I'm scared as hell that I won't do well. But what I have now that I didn’t have then is “life experience.”

“Life experience” is one of those terms that 18 year-old me hated. “I have life experience too damn it,” I’d think when someone got exemptions from a class for having it in greater quantities than me. It was an airy thing I didn’t acknowledge. Much the same way I figured people would hire me even if I did wear my pants at my knees during my job interview because “they’ll hire me for my personality and my good ideas, not my clothes. And if they don’t, their loss.”

I miss the unfounded confidence young me had, but am grateful to have discovered that older me truly does have “life experience,” and that “life experience,” is as tangible a thing as everyone made it out to be.

  • it’s staying up all night, but because your kid keeps throwing up and you have the laundry running on full speed.
  • it’s explaining to your kid that it’s okay to be upset that someone called them a dumb dumb at school but that they should know they’re amazing and that we always love them.
  • it’s getting in fights with your partner and then realizing that without a strong front, you have no chance at surviving the fights your kids are going to throw at you.
  • it’s trying to pretend you’re asleep when your kid starts fussing at 3 a.m. and you know your partner is doing the same but you really have to go to the bathroom so damn it, you’re up.
  • it’s answering the question “why?” hundreds of times a day with a fresh and interesting answer each and every time.
  • it’s worrying what the problem is when your daycare provider leaves a message saying “give me a call, it’s about xx.”
  • it’s finally realizing “holy shit, I’m wrong, about a lot of stuff, a lot of the time.”
  • and, it’s about having a small child, or multiple small children, in your house who rely on you to make decisions that will not only hopefully help them grow into wonderful humans, but also, just to live.

I’m a shy man by nature. That doesn’t change whether I’m in a room with people my age, people older than me or people younger than me. I’m intimidated sitting in a classroom full of students who understand the concepts being tossed around in our lectures and discussions.

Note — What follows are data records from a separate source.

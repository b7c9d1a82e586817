//! System Metadata Collection
//!
//! Collects git and platform details for report metadata. Missing git
//! information is left as `None`.

use chrono::Utc;
use pacebench_report::{ReportMeta, SCHEMA_VERSION, SystemInfo};

/// Build report metadata including system info and git details
pub fn build_report_meta() -> ReportMeta {
    ReportMeta {
        schema_version: SCHEMA_VERSION,
        version: env!("CARGO_PKG_VERSION").to_string(),
        timestamp: Utc::now(),
        git_commit: git_output(&["rev-parse", "HEAD"]),
        git_branch: git_output(&["rev-parse", "--abbrev-ref", "HEAD"]),
        system: SystemInfo {
            os: std::env::consts::OS.to_string(),
            arch: std::env::consts::ARCH.to_string(),
            cpu_cores: num_cpus(),
        },
    }
}

fn git_output(args: &[&str]) -> Option<String> {
    std::process::Command::new("git")
        .args(args)
        .output()
        .ok()
        .filter(|o| o.status.success())
        .and_then(|o| String::from_utf8(o.stdout).ok())
        .map(|s| s.trim().to_string())
        .filter(|s| !s.is_empty())
}

/// Get number of available CPU cores
fn num_cpus() -> u32 {
    std::thread::available_parallelism()
        .map(|n| n.get() as u32)
        .unwrap_or(1)
}
#![warn(missing_docs)]
//! # PaceBench
//!
//! Micro-benchmark harness for Rust: repeated timed samples, symmetric
//! outlier trimming, summary statistics and pairwise comparison.
//!
//! PaceBench provides:
//! - **Deterministic pipeline**: setup, warm-up, N samples of M iterations, trimmed summary
//! - **Robust statistics**: trimmed mean, median, min, max and standard deviation
//! - **Comparisons**: `"2.50x faster"` / `"1.53x slower"` summaries with percent change
//! - **Pluggable time source**: the [`Clock`] trait makes runs reproducible in tests
//! - **CLI harness**: filtering, human/JSON/CSV output and baseline regression checks
//!
//! ## Quick Start
//!
//! ```
//! use pacebench::prelude::*;
//!
//! let config = BenchmarkConfig::new("sum")
//!     .iterations(1_000)
//!     .warmup_iterations(100)
//!     .samples(5);
//! let runner = BenchmarkRunner::new(config);
//!
//! let result = runner.run(|| (0..256u64).sum::<u64>()).unwrap();
//! print!("{}", format_results(&result));
//! ```
//!
//! ## Comparing Two Work Units
//!
//! ```
//! use pacebench::prelude::*;
//!
//! let runner = BenchmarkRunner::new(BenchmarkConfig::new("cmp").iterations(500).samples(3));
//! let a = runner.run(|| vec![0u8; 64]).unwrap();
//! let b = runner.run(|| vec![0u8; 4096]).unwrap();
//!
//! let cmp = compare(&a, &b).unwrap();
//! assert!(cmp.summary.ends_with("faster") || cmp.summary.ends_with("slower"));
//! ```
//!
//! ## Benchmark Binaries
//!
//! ```no_run
//! use pacebench::Suite;
//!
//! fn main() -> anyhow::Result<()> {
//!     let mut suite = Suite::new();
//!     suite.bench("format", |r| r.run(|| format!("{}-{}", 1, 2)));
//!     pacebench::run(suite)
//! }
//! ```

// Re-export core types
pub use pacebench_core::{
    BenchError, BenchmarkConfig, BenchmarkOptions, BenchmarkResult, BenchmarkRunner, Clock,
    DEFAULT_ITERATIONS, DEFAULT_SAMPLES, DEFAULT_WARMUP_ITERATIONS, MonotonicClock, Phase, Timer,
    WorkUnitError, compare,
};

// Re-export stats
pub use pacebench_stats::{
    ComparisonResult, DEFAULT_TRIM_FRACTION, Direction, SummaryStatistics, TrimPolicy,
    compare_means, compute_summary, trim_samples,
};

// Re-export report output
pub use pacebench_report::{
    OutputFormat, Report, format_comparison, format_duration, format_results, group_thousands,
};

// Re-export the harness
pub use pacebench_cli::{Cli, PaceConfig, Suite};

/// Prelude for convenient imports
pub mod prelude {
    pub use crate::{
        BenchError, BenchmarkConfig, BenchmarkResult, BenchmarkRunner, Clock, ComparisonResult,
        Direction, Suite, compare, format_comparison, format_results,
    };
}

/// Run the PaceBench CLI harness over a suite.
///
/// Call this from your benchmark binary's `main()`:
/// ```ignore
/// fn main() -> anyhow::Result<()> {
///     let mut suite = pacebench::Suite::new();
///     // register benchmarks...
///     pacebench::run(suite)
/// }
/// ```
pub use pacebench_cli::run;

Having kids, having a supportive partner, and having all this experience is what I hope makes this return to school easier. I hope thinking about my daughters as I sit listening to the way we’ve been conditioned to think about the relationship between men and women makes it easier to think critically and to share my own voice.

Still, I’m interested to see how a man raised on He-Man and his Polly Pocket lampshade is able to interact with a generation of humans who have always had South Park around to teach them about life, and more importantly, have been raised in a world where Hermione Granger’s wisdom has always been readily available.

I think  it’s incredibly important that as parents we admit we don’t know anything and that in order to know slightly more than nothing, we need to always be learning - whether that’s formal, self-guided or experiential, whatever. I’m grateful that I’m in a position to be able to do this by going back to university. And I have the back to school picture to prove it.